W poniedziałek 4 listopada w Hamm na terenie kopalni Heinrich Robert miał miejsce dramatyczny wypadek: wieża chłodnicza stanęła w płomieniach, wywołując panikę. Dzięki ogromnym wysiłkom straży pożarnej udało się zapobiec przedostaniu się płomieni na sąsiednie butle z gazem i zbiornik. Na szczęście trzej pracownicy wieży zostali uratowani w porę, zapobiegnąwszy przydarzeniu się czegoś gorszego. Płomienie sięgały wysokości do 10 metrów i były widoczne w całym mieście, co zaalarmowało zaniepokojonych mieszkańców.

Jednak sytuacja nadal się eskalowała: po pożarze odkryto niebezpieczne gruzy azbestu, które w wyniku opadów popiołu spadły na kilka posesji. Krajowy Urząd ds. Przyrody, Środowiska i Ochrony Konsumentów Nadrenii Północnej-Westfalii (Lanuv) ostrzegł mieszkańców Goerallee i Hoppeistrasse, aby opuścili swoje domy. W rezultacie konieczne było ewakuowanie 24 osób, w tym 20 dorosłych i czwórki dzieci. Władze miasta wydały zakaz wstępu do siedmiu pobliskich domów, a mieszkańcy ze strachem i obawą chodzili ulicami, chcąc ocenić rozprzestrzenianie się niebezpiecznych pozostałości azbestu.

Ewakuacja i ostrzeżenia po znalezieniu azbestu

Mieszkańcy są niespokojni.
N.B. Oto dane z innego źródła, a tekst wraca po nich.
use serde::{Deserialize, Serialize};

#[derive(Debug, Clone, Copy, PartialEq, Eq, Hash, Serialize, Deserialize)]
#[serde(rename_all = "snake_case")]
pub enum Mode {
    Encode,
    Decode,
}

impl Mode {
    pub const ALL: [Mode; 2] = [Mode::Encode, Mode::Decode];

    pub fn as_str(self) -> &'static str {
        match self {
            Mode::Encode => "encode",
            Mode::Decode => "decode",
        }
    }

    /// Path of the backend endpoint serving this mode.
    pub fn endpoint(self) -> &'static str {
        match self {
            Mode::Encode => "/api/encode",
            Mode::Decode => "/api/decode",
        }
    }

    pub fn busy_label(self) -> &'static str {
        match self {
            Mode::Encode => "Encoding...",
            Mode::Decode => "Decoding...",
        }
    }

    pub fn idle_label(self) -> &'static str {
        match self {
            Mode::Encode => "Encode",
            Mode::Decode => "Decode",
        }
    }

    pub fn empty_input_message(self) -> &'static str {
        match self {
            Mode::Encode => "Please enter text to encode",
            Mode::Decode => "Please enter base64 string to decode",
        }
    }

    pub fn generic_failure_message(self) -> &'static str {
        match self {
            Mode::Encode => "Encoding failed",
            Mode::Decode => "Decoding failed",
        }
    }

    pub fn success_message(self) -> &'static str {
        match self {
            Mode::Encode => "Text encoded successfully!",
            Mode::Decode => "Text decoded successfully!",
        }
    }

    pub fn in_progress_message(self) -> &'static str {
        match self {
            Mode::Encode => "Encoding already in progress",
            Mode::Decode => "Decoding already in progress",
        }
    }

    pub fn cleared_message(self) -> &'static str {
        match self {
            Mode::Encode => "Encode fields cleared",
            Mode::Decode => "Decode fields cleared",
        }
    }
}

impl std::fmt::Display for Mode {
    fn fmt(&self, f: &mut std::fmt::Formatter<'_>) -> std::fmt::Result {
        f.write_str(self.as_str())
    }
}

#[derive(Debug, Clone, Copy, PartialEq, Eq, Serialize, Deserialize)]
#[serde(rename_all = "snake_case")]
pub enum Severity {
    Info,
    Success,
    Error,
}

impl Severity {
    pub fn as_str(self) -> &'static str {
        match self {
            Severity::Info => "info",
            Severity::Success => "success",
            Severity::Error => "error",
        }
    }
}

/// A validated request: only constructible with a payload that is non-empty after trimming.
#[derive(Debug, Clone, PartialEq, Eq)]
pub struct OperationRequest {
    mode: Mode,
    payload: String,
}

impl OperationRequest {
    /// Returns `None` when `raw_input` is blank. The payload keeps its original whitespace.
    pub fn new(mode: Mode, raw_input: impl Into<String>) -> Option<Self> {
        let payload = raw_input.into();
        if payload.trim().is_empty() {
            return None;
        }
        Some(Self { mode, payload })
    }

    pub fn mode(&self) -> Mode {
        self.mode
    }

    pub fn payload(&self) -> &str {
        &self.payload
    }
}

#[derive(Debug, Clone, PartialEq, Eq)]
pub enum OperationResult {
    Success { output: String },
    Failure { message: String },
}

impl OperationResult {
    pub fn is_success(&self) -> bool {
        matches!(self, OperationResult::Success { .. })
    }

    pub fn message(&self) -> Option<&str> {
        match self {
            OperationResult::Success { .. } => None,
            OperationResult::Failure { message } => Some(message),
        }
    }
}

#[cfg(test)]
mod tests {
    use super::*;

    #[test]
    fn blank_input_never_becomes_a_request() {
        assert!(OperationRequest::new(Mode::Encode, "").is_none());
        assert!(OperationRequest::new(Mode::Decode, " \n\t ").is_none());
    }

    #[test]
    fn request_keeps_untrimmed_payload() {
        let request = OperationRequest::new(Mode::Encode, "  hi \n").expect("request");
        assert_eq!(request.payload(), "  hi \n");
        assert_eq!(request.mode(), Mode::Encode);
    }

    #[test]
    fn modes_map_to_distinct_endpoints() {
        assert_eq!(Mode::Encode.endpoint(), "/api/encode");
        assert_eq!(Mode::Decode.endpoint(), "/api/decode");
    }
}
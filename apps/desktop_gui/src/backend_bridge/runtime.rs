//! Runtime bridge between UI command queue and backend event intake.

use std::{
    sync::Arc,
    thread::{self, JoinHandle},
};

use client_core::{HttpCodecBackend, OperationController, UiBindings};
use crossbeam_channel::{Receiver, Sender, TrySendError};
use tokio::runtime::Runtime;

use crate::{backend_bridge::commands::BackendCommand, controller::events::UiEvent};

pub struct OperationWorker {
    pub controller: OperationController<HttpCodecBackend>,
    pub bindings: UiBindings,
}

/// Drains the command queue on a dedicated thread. Each operation runs as its
/// own task so the two panels never wait on each other.
pub fn launch(
    runtime: Runtime,
    cmd_rx: Receiver<BackendCommand>,
    ui_tx: Sender<UiEvent>,
    worker: Arc<OperationWorker>,
) -> JoinHandle<()> {
    thread::spawn(move || {
        while let Ok(cmd) = cmd_rx.recv() {
            match cmd {
                BackendCommand::RunOperation { mode } => {
                    let worker = Arc::clone(&worker);
                    let ui_tx = ui_tx.clone();
                    runtime.spawn(async move {
                        let result = worker.controller.run_panel(mode, &worker.bindings).await;
                        publish(&ui_tx, UiEvent::OperationFinished { mode, result });
                    });
                }
            }
        }
        tracing::info!("ui command queue closed; backend worker stopping");
    })
}

/// Hands an event to the UI thread. Returns whether it was delivered.
pub fn publish(ui_tx: &Sender<UiEvent>, event: UiEvent) -> bool {
    match ui_tx.try_send(event) {
        Ok(()) => true,
        Err(TrySendError::Full(event)) => {
            tracing::warn!(?event, "ui event queue is full; dropping backend event");
            false
        }
        Err(TrySendError::Disconnected(event)) => {
            tracing::warn!(?event, "ui event queue disconnected; dropping backend event");
            false
        }
    }
}
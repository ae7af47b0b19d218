use base64::{
    alphabet,
    engine::general_purpose::{GeneralPurpose, GeneralPurposeConfig, STANDARD},
    Engine as _,
};
use shared::{
    domain::Mode,
    error::ApiError,
    protocol::{DecodeResponse, EncodeResponse, TextRequest},
};

/// Standard alphabet that tolerates non-zero trailing bits, so `SGl=` decodes like `SGk=`.
const LENIENT_STANDARD: GeneralPurpose = GeneralPurpose::new(
    &alphabet::STANDARD,
    GeneralPurposeConfig::new().with_decode_allow_trailing_bits(true),
);

pub fn encode_route() -> &'static str {
    Mode::Encode.endpoint()
}

pub fn decode_route() -> &'static str {
    Mode::Decode.endpoint()
}

/// Parses a `{"text": ...}` body. Non-JSON bodies, a missing field and an
/// empty `text` are all rejected as an invalid request.
pub fn parse_text_request(body: &[u8]) -> Result<TextRequest, ApiError> {
    let req: TextRequest =
        serde_json::from_slice(body).map_err(|_| ApiError::invalid_request())?;
    if req.text.is_empty() {
        return Err(ApiError::invalid_request());
    }
    Ok(req)
}

pub fn encode(req: &TextRequest) -> EncodeResponse {
    EncodeResponse {
        encoded: STANDARD.encode(req.text.as_bytes()),
    }
}

pub fn decode(req: &TextRequest) -> Result<DecodeResponse, ApiError> {
    let cleaned: String = req
        .text
        .chars()
        .filter(|c| !matches!(c, '\r' | '\n' | ' '))
        .collect();

    let bytes = LENIENT_STANDARD
        .decode(cleaned.as_bytes())
        .map_err(|_| ApiError::invalid_base64())?;

    Ok(DecodeResponse {
        decoded: String::from_utf8_lossy(&bytes).into_owned(),
    })
}

#[cfg(test)]
#[path = "tests/mod_tests.rs"]
mod tests;
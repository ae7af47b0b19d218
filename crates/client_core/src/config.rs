use std::{collections::HashMap, fs, time::Duration};

use anyhow::{bail, Context};
use url::Url;

pub const DEFAULT_SERVER_URL: &str = "http://127.0.0.1:8082";
pub const DEFAULT_REQUEST_TIMEOUT: Duration = Duration::from_secs(30);

#[derive(Debug, Clone, PartialEq, Eq)]
pub struct ClientSettings {
    pub server_url: String,
    /// `None` waits for the backend indefinitely.
    pub request_timeout: Option<Duration>,
}

impl Default for ClientSettings {
    fn default() -> Self {
        Self {
            server_url: DEFAULT_SERVER_URL.to_string(),
            request_timeout: Some(DEFAULT_REQUEST_TIMEOUT),
        }
    }
}

pub fn load_client_settings() -> ClientSettings {
    let mut settings = ClientSettings::default();

    if let Ok(raw) = fs::read_to_string("client.toml") {
        apply_file_overrides(&mut settings, &raw);
    }

    apply_env_overrides(&mut settings, |name| std::env::var(name).ok());
    settings
}

fn apply_file_overrides(settings: &mut ClientSettings, raw: &str) {
    let Ok(file_cfg) = toml::from_str::<HashMap<String, toml::Value>>(raw) else {
        tracing::warn!("ignoring unparsable client.toml");
        return;
    };

    if let Some(v) = file_cfg.get("server_url").and_then(toml::Value::as_str) {
        settings.server_url = v.to_string();
    }
    if let Some(v) = file_cfg
        .get("request_timeout_secs")
        .and_then(toml::Value::as_integer)
    {
        if let Ok(secs) = u64::try_from(v) {
            settings.request_timeout = timeout_from_secs(secs);
        }
    }
}

fn apply_env_overrides(settings: &mut ClientSettings, var: impl Fn(&str) -> Option<String>) {
    if let Some(v) = var("APP__SERVER_URL").filter(|v| !v.trim().is_empty()) {
        settings.server_url = v;
    }
    if let Some(v) = var("APP__REQUEST_TIMEOUT_SECS") {
        if let Ok(secs) = v.trim().parse::<u64>() {
            settings.request_timeout = timeout_from_secs(secs);
        }
    }
}

fn timeout_from_secs(secs: u64) -> Option<Duration> {
    (secs > 0).then(|| Duration::from_secs(secs))
}

/// Accepts only absolute http(s) URLs; returns the URL without a trailing slash.
pub fn parse_server_url(raw: &str) -> anyhow::Result<String> {
    let url = Url::parse(raw.trim()).with_context(|| format!("invalid server url '{raw}'"))?;
    if !matches!(url.scheme(), "http" | "https") {
        bail!("server url must use http or https, got '{}'", url.scheme());
    }
    if url.host_str().is_none() {
        bail!("server url '{raw}' has no host");
    }
    Ok(url.as_str().trim_end_matches('/').to_string())
}
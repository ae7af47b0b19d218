use std::time::Duration;

use client_core::{
    clipboard::copy_to_clipboard,
    files::{load_dropped_files, read_dropped_path, DroppedFile},
    ui::{clear_panel, input_placeholder, Key as ShortcutKey},
    ClientSettings, Notifier, SharedPanel, SharedText, TabState, TextSurface,
    ToastSurface, UiBindings,
};
use crossbeam_channel::{Receiver, Sender};
use eframe::egui;
use serde::{Deserialize, Serialize};
use shared::domain::{Mode, Severity};

use crate::{
    backend_bridge::commands::BackendCommand,
    controller::{
        events::{status_line, UiEvent},
        orchestration::dispatch_operation,
    },
    ui::{
        clipboard::{EguiClipboard, SystemClipboard},
        widgets::{auto_rows, MAX_TEXT_ROWS, MIN_TEXT_ROWS},
    },
};

pub const SETTINGS_STORAGE_KEY: &str = "codec_gui_settings";

#[derive(Debug, Clone)]
pub struct StartupConfig {
    pub server_url: String,
    pub request_timeout: Option<Duration>,
}

impl StartupConfig {
    /// Command line values win over `client.toml` and `APP__*` variables.
    pub fn resolve(
        base: ClientSettings,
        server_url: Option<String>,
        timeout_secs: Option<u64>,
    ) -> Self {
        Self {
            server_url: server_url.unwrap_or(base.server_url),
            request_timeout: match timeout_secs {
                Some(0) => None,
                Some(secs) => Some(Duration::from_secs(secs)),
                None => base.request_timeout,
            },
        }
    }

    pub fn client_settings(&self) -> ClientSettings {
        ClientSettings {
            server_url: self.server_url.clone(),
            request_timeout: self.request_timeout,
        }
    }
}

#[derive(Debug, Clone, Default, Serialize, Deserialize)]
pub struct PersistedGuiSettings {
    #[serde(default)]
    pub active_tab: Option<Mode>,
}

pub struct CodecGuiApp {
    cmd_tx: Sender<BackendCommand>,
    ui_rx: Receiver<UiEvent>,
    encode: SharedPanel,
    decode: SharedPanel,
    bindings: UiBindings,
    toasts: ToastSurface,
    tabs: TabState,
    server_url: String,
    status: String,
}

impl CodecGuiApp {
    pub fn new(
        cmd_tx: Sender<BackendCommand>,
        ui_rx: Receiver<UiEvent>,
        encode: SharedPanel,
        decode: SharedPanel,
        toasts: ToastSurface,
        server_url: String,
        persisted: Option<PersistedGuiSettings>,
    ) -> Self {
        let bindings = UiBindings::from_shared(&encode, &decode, std::sync::Arc::new(toasts.clone()));
        let mut tabs = TabState::default();
        if let Some(mode) = persisted.and_then(|settings| settings.active_tab) {
            tabs.switch_to(mode);
        }
        Self {
            cmd_tx,
            ui_rx,
            encode,
            decode,
            bindings,
            toasts,
            tabs,
            server_url,
            status: "Ready".to_string(),
        }
    }

    fn panel(&self, mode: Mode) -> &SharedPanel {
        match mode {
            Mode::Encode => &self.encode,
            Mode::Decode => &self.decode,
        }
    }

    fn process_ui_events(&mut self) {
        while let Ok(event) = self.ui_rx.try_recv() {
            match event {
                UiEvent::OperationFinished { mode, result } => {
                    self.status = status_line(mode, &result);
                }
            }
        }
    }

    fn trigger(&mut self, mode: Mode) {
        let trigger = self.panel(mode).trigger.clone();
        dispatch_operation(
            &self.cmd_tx,
            BackendCommand::RunOperation { mode },
            &trigger,
            &mut self.status,
        );
    }

    fn handle_shortcuts(&mut self, ctx: &egui::Context) {
        let (ctrl, key) = ctx.input(|i| {
            let key = if i.key_pressed(egui::Key::Enter) {
                ShortcutKey::Enter
            } else {
                ShortcutKey::Other
            };
            (i.modifiers.ctrl, key)
        });
        if let Some(mode) = self.tabs.shortcut_target(ctrl, key) {
            self.trigger(mode);
        }
    }

    fn handle_dropped_files(&mut self, ctx: &egui::Context) {
        let dropped = ctx.input(|i| i.raw.dropped_files.clone());
        let Some(first) = dropped.into_iter().next() else {
            return;
        };

        let file = if let Some(bytes) = &first.bytes {
            Some(DroppedFile::new(first.name.clone(), bytes.to_vec()))
        } else if let Some(path) = &first.path {
            match read_dropped_path(path) {
                Ok(file) => Some(file),
                Err(err) => {
                    tracing::warn!(path = %path.display(), %err, "failed to read dropped file");
                    self.toasts.notify(
                        &format!("Could not read \"{}\"", path.display()),
                        Severity::Error,
                    );
                    None
                }
            }
        } else {
            None
        };

        if let Some(file) = file {
            let target = self.panel(self.tabs.active()).input.clone();
            load_dropped_files(&target, [file], &self.toasts);
        }
    }

    fn open_file(&mut self, mode: Mode) {
        let Some(path) = rfd::FileDialog::new().pick_file() else {
            return;
        };
        match read_dropped_path(&path) {
            Ok(file) => {
                let target = self.panel(mode).input.clone();
                load_dropped_files(&target, [file], &self.toasts);
            }
            Err(err) => {
                tracing::warn!(path = %path.display(), %err, "failed to open file");
                self.toasts.notify(
                    &format!("Could not read \"{}\"", path.display()),
                    Severity::Error,
                );
            }
        }
    }

    fn show_tabs(&mut self, ui: &mut egui::Ui) {
        ui.horizontal(|ui| {
            for mode in Mode::ALL {
                let label = match mode {
                    Mode::Encode => "Encode",
                    Mode::Decode => "Decode",
                };
                if ui.selectable_label(self.tabs.is_visible(mode), label).clicked() {
                    self.tabs.switch_to(mode);
                }
            }
        });
    }

    fn show_panel(&mut self, ui: &mut egui::Ui, ctx: &egui::Context, mode: Mode) {
        let panel = self.panel(mode).clone();

        ui.label(match mode {
            Mode::Encode => "Text",
            Mode::Decode => "Base64",
        });
        editable_text_area(ui, &panel.input, input_placeholder(mode));

        ui.add_space(6.0);
        ui.horizontal(|ui| {
            let control = panel.trigger.snapshot();
            if ui
                .add_enabled(control.enabled, egui::Button::new(control.label))
                .clicked()
            {
                self.trigger(mode);
            }
            if ui.button("Clear").clicked() {
                clear_panel(mode, &self.bindings);
            }
            if ui.button("Open file…").clicked() {
                self.open_file(mode);
            }
            ui.label(
                egui::RichText::new("Ctrl+Enter to run, or drop a file onto the window")
                    .small()
                    .weak(),
            );
        });

        ui.add_space(6.0);
        ui.horizontal(|ui| {
            ui.label("Result");
            if ui.small_button("Copy").clicked() {
                copy_to_clipboard(
                    &panel.output,
                    &SystemClipboard,
                    &EguiClipboard(ctx),
                    &self.toasts,
                );
            }
        });
        read_only_text_area(ui, &panel.output);
    }

    fn show_toast(&self, ctx: &egui::Context) {
        let Some(toast) = self.toasts.current() else {
            return;
        };
        let fill = match toast.severity {
            Severity::Info => egui::Color32::from_rgb(23, 162, 184),
            Severity::Success => egui::Color32::from_rgb(40, 167, 69),
            Severity::Error => egui::Color32::from_rgb(220, 53, 69),
        };

        egui::Area::new(egui::Id::new("toast"))
            .anchor(egui::Align2::RIGHT_BOTTOM, [-16.0, -16.0])
            .order(egui::Order::Foreground)
            .show(ctx, |ui| {
                egui::Frame::new()
                    .fill(fill)
                    .corner_radius(8)
                    .inner_margin(egui::Margin::symmetric(12, 8))
                    .show(ui, |ui| {
                        ui.label(egui::RichText::new(&toast.message).color(egui::Color32::WHITE));
                    });
            });
    }
}

fn editable_text_area(ui: &mut egui::Ui, surface: &SharedText, hint: &str) {
    let mut text = surface.text();
    let rows = auto_rows(&text, MIN_TEXT_ROWS, MAX_TEXT_ROWS);
    let response = ui.add(
        egui::TextEdit::multiline(&mut text)
            .hint_text(hint)
            .font(egui::TextStyle::Monospace)
            .desired_rows(rows)
            .desired_width(f32::INFINITY),
    );
    if response.changed() {
        surface.set_text(&text);
    }
}

fn read_only_text_area(ui: &mut egui::Ui, surface: &SharedText) {
    let text = surface.text();
    let rows = auto_rows(&text, MIN_TEXT_ROWS, MAX_TEXT_ROWS);
    let mut view = text.as_str();
    ui.add(
        egui::TextEdit::multiline(&mut view)
            .font(egui::TextStyle::Monospace)
            .desired_rows(rows)
            .desired_width(f32::INFINITY),
    );
}

impl eframe::App for CodecGuiApp {
    fn update(&mut self, ctx: &egui::Context, _frame: &mut eframe::Frame) {
        self.process_ui_events();
        self.handle_shortcuts(ctx);
        self.handle_dropped_files(ctx);

        egui::TopBottomPanel::bottom("status_bar").show(ctx, |ui| {
            ui.horizontal(|ui| {
                ui.label(egui::RichText::new(&self.status).small());
                ui.with_layout(egui::Layout::right_to_left(egui::Align::Center), |ui| {
                    ui.label(egui::RichText::new(&self.server_url).small().weak());
                });
            });
        });

        egui::CentralPanel::default().show(ctx, |ui| {
            ui.heading("Base64 Encoder/Decoder");
            ui.add_space(8.0);
            self.show_tabs(ui);
            ui.separator();

            if ctx.input(|i| !i.raw.hovered_files.is_empty()) {
                ui.colored_label(
                    egui::Color32::from_rgb(0, 123, 255),
                    "Release to load the file into the input",
                );
            }

            egui::ScrollArea::vertical().show(ui, |ui| {
                let mode = self.tabs.active();
                self.show_panel(ui, ctx, mode);
            });
        });

        self.show_toast(ctx);
        ctx.request_repaint_after(Duration::from_millis(100));
    }

    fn save(&mut self, storage: &mut dyn eframe::Storage) {
        let settings = PersistedGuiSettings {
            active_tab: Some(self.tabs.active()),
        };
        if let Ok(serialized) = serde_json::to_string(&settings) {
            storage.set_string(SETTINGS_STORAGE_KEY, serialized);
        }
    }
}
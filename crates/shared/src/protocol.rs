use serde::{Deserialize, Serialize};

use crate::domain::Mode;

#[derive(Debug, Clone, PartialEq, Eq, Serialize, Deserialize)]
pub struct TextRequest {
    pub text: String,
}

#[derive(Debug, Clone, PartialEq, Eq, Serialize, Deserialize)]
pub struct EncodeResponse {
    pub encoded: String,
}

#[derive(Debug, Clone, PartialEq, Eq, Serialize, Deserialize)]
pub struct DecodeResponse {
    pub decoded: String,
}

/// Body of a non-success response. `error` may be absent.
#[derive(Debug, Clone, Default, PartialEq, Eq, Serialize, Deserialize)]
pub struct ErrorBody {
    #[serde(default, skip_serializing_if = "Option::is_none")]
    pub error: Option<String>,
}

impl ErrorBody {
    pub fn new(message: impl Into<String>) -> Self {
        Self {
            error: Some(message.into()),
        }
    }
}

/// Pulls the mode-specific output field out of a success body.
pub fn output_from_success_body(mode: Mode, body: &[u8]) -> Result<String, serde_json::Error> {
    match mode {
        Mode::Encode => serde_json::from_slice::<EncodeResponse>(body).map(|res| res.encoded),
        Mode::Decode => serde_json::from_slice::<DecodeResponse>(body).map(|res| res.decoded),
    }
}

#[cfg(test)]
mod tests {
    use super::*;

    #[test]
    fn error_body_tolerates_missing_field() {
        let body: ErrorBody = serde_json::from_str("{}").expect("json");
        assert_eq!(body.error, None);
        assert_eq!(serde_json::to_string(&body).expect("json"), "{}");
    }

    #[test]
    fn success_body_requires_mode_field() {
        let encoded = output_from_success_body(Mode::Encode, br#"{"encoded":"aGk="}"#);
        assert_eq!(encoded.expect("encoded"), "aGk=");

        assert!(output_from_success_body(Mode::Decode, br#"{"encoded":"aGk="}"#).is_err());
    }
}
use arboard::Clipboard;
use client_core::clipboard::{ClipboardError, ClipboardStrategy};
use eframe::egui;

/// System clipboard through `arboard`.
pub struct SystemClipboard;

impl ClipboardStrategy for SystemClipboard {
    fn name(&self) -> &'static str {
        "system"
    }

    fn write_text(&self, text: &str) -> Result<(), ClipboardError> {
        let mut clipboard =
            Clipboard::new().map_err(|err| ClipboardError::Unavailable(err.to_string()))?;
        clipboard
            .set_text(text.to_string())
            .map_err(|err| ClipboardError::Write(err.to_string()))
    }
}

/// Hands the text to egui's platform output, which the integration copies at frame end.
pub struct EguiClipboard<'a>(pub &'a egui::Context);

impl ClipboardStrategy for EguiClipboard<'_> {
    fn name(&self) -> &'static str {
        "egui"
    }

    fn write_text(&self, text: &str) -> Result<(), ClipboardError> {
        self.0.copy_text(text.to_string());
        Ok(())
    }
}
Wiele osób zgłosiło obecność kawałków azbestu na podwórkach, dachach, a nawet w domach. Władze miasta uruchomiły infolinię, aby zapewnić pomoc poszkodowanym obywatelom. Lanuvowie pobrali próbki, aby dowiedzieć się, jaki rodzaj azbestu został uwolniony. Tymczasem sytuacja pozostaje napięta: policja wszczęła śledztwo, ale nie wierzy, że doszło do przestępstwa. Nie zgłoszono żadnych obrażeń, ale prace porządkowe prawdopodobnie potrwają długo ze względu na niebezpieczny poziom gruzu.

Na miejscu pozostają funkcjonariusze straży pożarnej i ochrony środowiska, którzy monitorują sytuację i informują mieszkańców o dalszych krokach. Odpowiedzi na palące pytania obywateli trzeba jeszcze długo czekać, a władze miasta zapewniają, że robią wszystko, co w ich mocy, aby zapewnić bezpieczeństwo obywatelom.